**What the exercise asks:** Every line of the material must be set down again without alteration.

**Exercise materials:**
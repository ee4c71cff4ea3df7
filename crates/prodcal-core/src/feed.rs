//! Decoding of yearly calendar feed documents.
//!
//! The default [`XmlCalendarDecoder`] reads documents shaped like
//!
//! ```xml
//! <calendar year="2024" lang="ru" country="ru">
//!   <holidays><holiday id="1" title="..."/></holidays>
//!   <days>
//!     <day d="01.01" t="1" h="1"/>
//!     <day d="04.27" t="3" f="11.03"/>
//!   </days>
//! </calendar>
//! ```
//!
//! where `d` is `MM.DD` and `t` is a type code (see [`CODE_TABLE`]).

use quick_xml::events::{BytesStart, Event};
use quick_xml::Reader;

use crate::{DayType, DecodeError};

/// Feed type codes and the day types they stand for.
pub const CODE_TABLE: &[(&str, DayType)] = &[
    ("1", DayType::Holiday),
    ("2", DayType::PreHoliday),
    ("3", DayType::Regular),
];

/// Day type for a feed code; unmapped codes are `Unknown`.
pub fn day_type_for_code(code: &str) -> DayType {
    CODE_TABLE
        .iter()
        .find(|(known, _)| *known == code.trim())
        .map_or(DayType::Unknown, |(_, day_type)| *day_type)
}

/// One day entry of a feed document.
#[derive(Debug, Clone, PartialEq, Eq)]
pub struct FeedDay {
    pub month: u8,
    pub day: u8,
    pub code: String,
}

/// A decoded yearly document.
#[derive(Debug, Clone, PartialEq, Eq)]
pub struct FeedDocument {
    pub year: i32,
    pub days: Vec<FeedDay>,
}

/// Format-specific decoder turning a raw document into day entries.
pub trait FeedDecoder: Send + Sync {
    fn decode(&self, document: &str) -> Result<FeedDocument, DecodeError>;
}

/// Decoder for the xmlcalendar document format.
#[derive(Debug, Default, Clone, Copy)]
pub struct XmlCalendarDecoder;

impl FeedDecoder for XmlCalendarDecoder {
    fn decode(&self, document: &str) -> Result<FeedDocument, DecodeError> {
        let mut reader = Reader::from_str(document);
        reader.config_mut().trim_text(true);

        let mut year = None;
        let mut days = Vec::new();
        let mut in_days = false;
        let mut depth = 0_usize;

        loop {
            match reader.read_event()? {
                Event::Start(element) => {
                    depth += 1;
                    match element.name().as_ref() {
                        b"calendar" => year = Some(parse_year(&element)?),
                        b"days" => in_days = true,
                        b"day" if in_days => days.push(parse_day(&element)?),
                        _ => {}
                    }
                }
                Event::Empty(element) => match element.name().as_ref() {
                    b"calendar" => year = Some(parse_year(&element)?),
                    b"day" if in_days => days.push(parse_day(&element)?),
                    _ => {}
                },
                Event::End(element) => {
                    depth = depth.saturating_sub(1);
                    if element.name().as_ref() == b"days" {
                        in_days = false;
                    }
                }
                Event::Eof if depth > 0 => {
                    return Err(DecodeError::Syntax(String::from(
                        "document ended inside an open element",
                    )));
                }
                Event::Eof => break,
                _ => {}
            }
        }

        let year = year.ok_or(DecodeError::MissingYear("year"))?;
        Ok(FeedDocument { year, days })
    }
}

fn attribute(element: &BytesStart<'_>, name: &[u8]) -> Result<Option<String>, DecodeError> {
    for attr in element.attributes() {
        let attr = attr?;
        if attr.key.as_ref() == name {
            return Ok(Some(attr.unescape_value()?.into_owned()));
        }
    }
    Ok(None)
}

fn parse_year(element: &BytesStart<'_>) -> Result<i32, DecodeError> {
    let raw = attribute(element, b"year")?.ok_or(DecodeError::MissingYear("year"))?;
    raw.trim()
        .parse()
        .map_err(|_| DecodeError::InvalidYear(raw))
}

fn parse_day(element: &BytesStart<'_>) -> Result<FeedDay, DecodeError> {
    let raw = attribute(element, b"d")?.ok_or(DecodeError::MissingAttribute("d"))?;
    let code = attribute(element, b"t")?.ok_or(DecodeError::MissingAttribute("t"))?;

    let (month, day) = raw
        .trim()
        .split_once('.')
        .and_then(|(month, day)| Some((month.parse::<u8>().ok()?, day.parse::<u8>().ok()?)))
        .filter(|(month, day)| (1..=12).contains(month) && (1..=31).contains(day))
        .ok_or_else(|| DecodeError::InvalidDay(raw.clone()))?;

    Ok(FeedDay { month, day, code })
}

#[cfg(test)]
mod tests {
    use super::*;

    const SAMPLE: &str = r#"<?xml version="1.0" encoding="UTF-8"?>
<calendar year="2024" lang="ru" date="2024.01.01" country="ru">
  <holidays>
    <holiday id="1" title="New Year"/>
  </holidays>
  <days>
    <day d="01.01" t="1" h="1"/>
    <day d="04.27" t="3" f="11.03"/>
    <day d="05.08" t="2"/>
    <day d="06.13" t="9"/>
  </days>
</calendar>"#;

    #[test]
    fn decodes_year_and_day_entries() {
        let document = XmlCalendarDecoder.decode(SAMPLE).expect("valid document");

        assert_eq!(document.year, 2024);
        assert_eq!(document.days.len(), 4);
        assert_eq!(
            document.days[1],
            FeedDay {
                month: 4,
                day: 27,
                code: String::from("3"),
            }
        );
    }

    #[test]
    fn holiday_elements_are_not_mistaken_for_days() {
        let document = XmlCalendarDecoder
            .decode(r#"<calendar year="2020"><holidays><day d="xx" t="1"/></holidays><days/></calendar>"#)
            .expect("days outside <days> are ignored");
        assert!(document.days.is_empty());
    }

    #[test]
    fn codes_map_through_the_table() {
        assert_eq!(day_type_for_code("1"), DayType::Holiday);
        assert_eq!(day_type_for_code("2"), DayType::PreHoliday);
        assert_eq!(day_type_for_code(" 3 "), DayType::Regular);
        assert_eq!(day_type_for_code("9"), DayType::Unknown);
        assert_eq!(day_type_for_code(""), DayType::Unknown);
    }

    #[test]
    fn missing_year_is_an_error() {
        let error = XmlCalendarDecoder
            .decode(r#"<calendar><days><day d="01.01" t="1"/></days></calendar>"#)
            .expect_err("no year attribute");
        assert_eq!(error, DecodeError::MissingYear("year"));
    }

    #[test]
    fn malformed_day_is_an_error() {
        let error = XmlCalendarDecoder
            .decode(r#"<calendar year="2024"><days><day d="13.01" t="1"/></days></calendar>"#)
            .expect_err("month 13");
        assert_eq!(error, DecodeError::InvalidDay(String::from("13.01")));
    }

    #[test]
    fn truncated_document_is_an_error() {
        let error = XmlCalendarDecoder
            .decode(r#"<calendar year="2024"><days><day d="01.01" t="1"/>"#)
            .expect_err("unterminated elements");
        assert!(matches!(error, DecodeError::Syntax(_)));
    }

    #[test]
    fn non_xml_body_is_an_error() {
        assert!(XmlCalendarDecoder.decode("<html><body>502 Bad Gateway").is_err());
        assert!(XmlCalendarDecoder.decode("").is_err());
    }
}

**Solution:**
repository ee4c71cff4ea3df7
filename crates/prodcal-core/src/feed.rs
//! Decoding of yearly calendar feed documents.
//!
//! The default [`XmlCalendarDecoder`] reads documents shaped like
//!
//! ```xml
//! <calendar year="2024" lang="ru" country="ru">
//!   <holidays><holiday id="1" title="..."/></holidays>
//!   <days>
//!     <day d="01.01" t="1" h="1"/>
//!     <day d="04.27" t="3" f="11.03"/>
//!   </days>
//! </calendar>
//! ```
//!
//! where `d` is `MM.DD` and `t` is a type code (see [`CODE_TABLE`]).

use quick_xml::events::{BytesStart, Event};
use quick_xml::Reader;

use crate::{DayType, DecodeError};

/// Feed type codes and the day types they stand for.
pub const CODE_TABLE: &[(&str, DayType)] = &[
    ("1", DayType::Holiday),
    ("2", DayType::PreHoliday),
    ("3", DayType::Regular),
];

/// Day type for a feed code; unmapped codes are `Unknown`.
pub fn day_type_for_code(code: &str) -> DayType {
    CODE_TABLE
        .iter()
        .find(|(known, _)| *known == code.trim())
        .map_or(DayType::Unknown, |(_, day_type)| *day_type)
}

/// One day entry of a feed document.
#[derive(Debug, Clone, PartialEq, Eq)]
pub struct FeedDay {
    pub month: u8,
    pub day: u8,
    pub code: String,
}

/// A decoded yearly document.
#[derive(Debug, Clone, PartialEq, Eq)]
pub struct FeedDocument {
    pub year: i32,
    pub days: Vec<FeedDay>,
}

/// Format-specific decoder turning a raw document into day entries.
pub trait FeedDecoder: Send + Sync {
    fn decode(&self, document: &str) -> Result<FeedDocument, DecodeError>;
}

/// Decoder for the xmlcalendar document format.
#[derive(Debug, Default, Clone, Copy)]
pub struct XmlCalendarDecoder;

impl FeedDecoder for XmlCalendarDecoder {
    fn decode(&self, document: &str) -> Result<FeedDocument, DecodeError> {
        let mut reader = Reader::from_str(document);
        reader.config_mut().trim_text(true);

        let mut year = None;
        let mut days = Vec::new();
        let mut in_days = false;
        let mut depth = 0_usize;

        loop {
            match reader.read_event()? {
                Event::Start(element) => {
                    depth += 1;
                    match element.name().as_ref() {
                        b"calendar" => year = Some(parse_year(&element)?),
                        b"days" => in_days = true,
                        b"day" if in_days => days.push(parse_day(&element)?),
                        _ => {}
                    }
                }
                Event::Empty(element) => match element.name().as_ref() {
                    b"calendar" => year = Some(parse_year(&element)?),
                    b"day" if in_days => days.push(parse_day(&element)?),
                    _ => {}
                },
                Event::End(element) => {
                    depth = depth.saturating_sub(1);
                    if element.name().as_ref() == b"days" {
                        in_days = false;
                    }
                }
                Event::Eof if depth > 0 => {
                    return Err(DecodeError::Syntax(String::from(
                        "document ended inside an open element",
                    )));
                }
                Event::Eof => break,
                _ => {}
            }
        }

        let year = year.ok_or(DecodeError::MissingYear("year"))?;
        Ok(FeedDocument { year, days })
    }
}

fn attribute(element: &BytesStart<'_>, name: &[u8]) -> Result<Option<String>, DecodeError> {
    for attr in element.attributes() {
        let attr = attr?;
        if attr.key.as_ref() == name {
            return Ok(Some(attr.unescape_value()?.into_owned()));
        }
    }
    Ok(None)
}

fn parse_year(element: &BytesStart<'_>) -> Result<i32, DecodeError> {
    let raw = attribute(element, b"year")?.ok_or(DecodeError::MissingYear("year"))?;
    raw.trim()
        .parse()
        .map_err(|_| DecodeError::InvalidYear(raw))
}

fn parse_day(element: &BytesStart<'_>) -> Result<FeedDay, DecodeError> {
    let raw = attribute(element, b"d")?.ok_or(DecodeError::MissingAttribute("d"))?;
    let code = attribute(element, b"t")?.ok_or(DecodeError::MissingAttribute("t"))?;

    let (month, day) = raw
        .trim()
        .split_once('.')
        .and_then(|(month, day)| Some((month.parse::<u8>().ok()?, day.parse::<u8>().ok()?)))
        .filter(|(month, day)| (1..=12).contains(month) && (1..=31).contains(day))
        .ok_or_else(|| DecodeError::InvalidDay(raw.clone()))?;

    Ok(FeedDay { month, day, code })
}

#[cfg(test)]
mod tests {
    use super::*;

    const SAMPLE: &str = r#"<?xml version="1.0" encoding="UTF-8"?>
<calendar year="2024" lang="ru" date="2024.01.01" country="ru">
  <holidays>
    <holiday id="1" title="New Year"/>
  </holidays>
  <days>
    <day d="01.01" t="1" h="1"/>
    <day d="04.27" t="3" f="11.03"/>
    <day d="05.08" t="2"/>
    <day d="06.13" t="9"/>
  </days>
</calendar>"#;

    #[test]
    fn decodes_year_and_day_entries() {
        let document = XmlCalendarDecoder.decode(SAMPLE).expect("valid document");

        assert_eq!(document.year, 2024);
        assert_eq!(document.days.len(), 4);
        assert_eq!(
            document.days[1],
            FeedDay {
                month: 4,
                day: 27,
                code: String::from("3"),
            }
        );
    }

    #[test]
    fn holiday_elements_are_not_mistaken_for_days() {
        let document = XmlCalendarDecoder
            .decode(r#"<calendar year="2020"><holidays><day d="xx" t="1"/></holidays><days/></calendar>"#)
            .expect("days outside <days> are ignored");
        assert!(document.days.is_empty());
    }

    #[test]
    fn codes_map_through_the_table() {
        assert_eq!(day_type_for_code("1"), DayType::Holiday);
        assert_eq!(day_type_for_code("2"), DayType::PreHoliday);
        assert_eq!(day_type_for_code(" 3 "), DayType::Regular);
        assert_eq!(day_type_for_code("9"), DayType::Unknown);
        assert_eq!(day_type_for_code(""), DayType::Unknown);
    }

    #[test]
    fn missing_year_is_an_error() {
        let error = XmlCalendarDecoder
            .decode(r#"<calendar><days><day d="01.01" t="1"/></days></calendar>"#)
            .expect_err("no year attribute");
        assert_eq!(error, DecodeError::MissingYear("year"));
    }

    #[test]
    fn malformed_day_is_an_error() {
        let error = XmlCalendarDecoder
            .decode(r#"<calendar year="2024"><days><day d="13.01" t="1"/></days></calendar>"#)
            .expect_err("month 13");
        assert_eq!(error, DecodeError::InvalidDay(String::from("13.01")));
    }

    #[test]
    fn truncated_document_is_an_error() {
        let error = XmlCalendarDecoder
            .decode(r#"<calendar year="2024"><days><day d="01.01" t="1"/>"#)
            .expect_err("unterminated elements");
        assert!(matches!(error, DecodeError::Syntax(_)));
    }

    #[test]
    fn non_xml_body_is_an_error() {
        assert!(XmlCalendarDecoder.decode("<html><body>502 Bad Gateway").is_err());
        assert!(XmlCalendarDecoder.decode("").is_err());
    }
}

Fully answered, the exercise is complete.